Similarly, plans to develop marine resources shortly after the genesis of the U-shaped line also focused exclusively on the islands. In March 1950, the Hainan Fisheries Authority submitted a report to the NHQ, titled The Hainan Fisheries Authority’s Pilot Project on the Development of Marine Resources in the Paracel Archipelago 海南特區水產管理局西沙群島水產開發試驗計劃. It proposed four objectives in expanding the exploitation of resources in the waters around the islands. The first three were to process useful marine fauna; relieve unemployed fishermen by resuming development of marine resources; and “clearly understand” the Paracel and Spratly archipelagos and plan their future development. The fourth “objective” comprised four points, some redundantly listed: increase revenue, cultivate marine resources, improve the islands’ infrastructure, 9 and carry forward the Hainan Fisheries Authority’s business plans for the islands. It described the funds and equipment required for the proposal, conditions of investment, and plans for radio communication between fishermen and the islands (MHTO, file series 0035/061.8/3030, files 007/013/0011 to 0014). The proposal did not mention protection of Chinese fishermen nor a special waters zone to be enforced by the ROC navy. The first two objectives were silent on the specific area of fishing. In contrast, the third and fourth objectives solely and repeatedly referred to the development of the islands’ land territories so as to support fishing nearby. The project merely envisioned an intensification, not an expansion in geographic scope, of the exploitation of marine resources.

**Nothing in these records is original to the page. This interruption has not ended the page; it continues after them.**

//! TLS options.

use bitflags::bitflags;
use fetchopt_registry::{TaggedValue, option};

bitflags! {
	/// Peer certificate verification flags.
	#[derive(Debug, Clone, Copy, PartialEq, Eq, Hash)]
	pub struct VerifyMode: u64 {
		/// Verify the peer certificate.
		const PEER = 0x01;
		/// Fail if the peer presents no certificate. Server side only.
		const FAIL_IF_NO_PEER_CERT = 0x02;
		/// Request a client certificate only once per session. Server side only.
		const CLIENT_ONCE = 0x04;
	}
}

impl VerifyMode {
	/// No verification.
	pub const NONE: Self = Self::empty();
}

impl Default for VerifyMode {
	fn default() -> Self {
		VerifyMode::PEER
	}
}

option! {
	/// TLS peer certificate verification mode.
	///
	/// Defaults to [`VerifyMode::PEER`].
	pub struct SslVerifyMode {
		key: "ssl-verify-mode",
		type: Size,
		default: VerifyMode::PEER.bits(),
		description: "TLS peer certificate verification flags",
		validate: validate_mode,
	}
}

impl SslVerifyMode {
	/// Returns the verification flags.
	///
	/// Unknown bits are retained.
	pub fn mode(&self) -> VerifyMode {
		VerifyMode::from_bits_retain(self.0)
	}
}

impl From<VerifyMode> for SslVerifyMode {
	fn from(mode: VerifyMode) -> Self {
		Self(mode.bits())
	}
}

fn validate_mode(value: &TaggedValue) -> Result<(), String> {
	let bits = value.size_value().map_err(|e| e.to_string())?;
	match VerifyMode::from_bits(bits) {
		Some(_) => Ok(()),
		None => Err(format!("unknown verification flags: {bits:#x}")),
	}
}
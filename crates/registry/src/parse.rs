//! Parsing of option values from strings.
//!
//! Used by config loading and by callers that accept options as text (for
//! example command-line `key=value` pairs).

use crate::{Catalog, OptionError, TaggedValue, ValueShape};

#[cfg(test)]
mod tests;

/// Parses `value` for the option named `key`, checking shape and validator.
pub fn parse_value(catalog: &Catalog, key: &str, value: &str) -> Result<TaggedValue, OptionError> {
	let decl = catalog.lookup(key)?;
	let parsed = match decl.shape {
		ValueShape::Text => {
			let mut cell = TaggedValue::new();
			cell.try_assign_text(value)
				.map_err(|source| OptionError::Alloc {
					option: key.to_string(),
					source,
				})?;
			cell
		}
		shape => parse_value_for_shape(value, shape).map_err(|reason| {
			OptionError::InvalidValue {
				option: key.to_string(),
				reason,
			}
		})?,
	};
	decl.validate(&parsed)?;
	Ok(parsed)
}

/// Parses `value` into a cell of the given shape.
pub fn parse_value_for_shape(value: &str, shape: ValueShape) -> Result<TaggedValue, String> {
	match shape {
		ValueShape::Size => parse_size(value).map(TaggedValue::Size),
		ValueShape::Text => Ok(TaggedValue::from(value)),
	}
}

/// Parses a size: decimal, `0x`-prefixed hex, or `max`/`unlimited`.
pub fn parse_size(value: &str) -> Result<u64, String> {
	let trimmed = value.trim();
	if trimmed.eq_ignore_ascii_case("max") || trimmed.eq_ignore_ascii_case("unlimited") {
		return Ok(u64::MAX);
	}
	let invalid = || format!("invalid size: '{value}'");
	let (digits, radix) = match trimmed.strip_prefix("0x").or_else(|| trimmed.strip_prefix("0X")) {
		Some(hex) => (hex, 16),
		None => (trimmed, 10),
	};
	// from_str_radix accepts a leading sign
	if digits.starts_with(['+', '-']) {
		return Err(invalid());
	}
	u64::from_str_radix(digits, radix).map_err(|_| invalid())
}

Granted, nearly all ROC naval forces stationed on the South China Sea islands had been transferred to Taiwan by June 1949, to defend it against an expected PRC invasion. Yet, a small military presence remained on the islands until May 1950, two months after the Pilot Project was drafted (Granados, 2006a: 160, 162). This decrease cannot account for the absence of well-defined limits of maritime jurisdiction and protection in the plan. On April 12, 1950, the NHQ sent a telegram to the Hainan Fisheries Authority suggesting modifications to the Pilot Project. One proposed that five percent of “profits” go toward the welfare of naval units that provide assistance to the islands as well as “rewards” for garrison troops (“盈利部分提百分之五應改爲海軍協助單位福利金及駐島官兵犒賞費”) (MHTO, file series 0035/061.8/3030, files 007/014/0002 to 0003). The source of these “profits,” although unspecified, was likely the development of the islands, given the telegram’s purpose of providing modifications to the March plan. The ROC evidently remained confident in the future development of the islands and the military’s ability to protect them.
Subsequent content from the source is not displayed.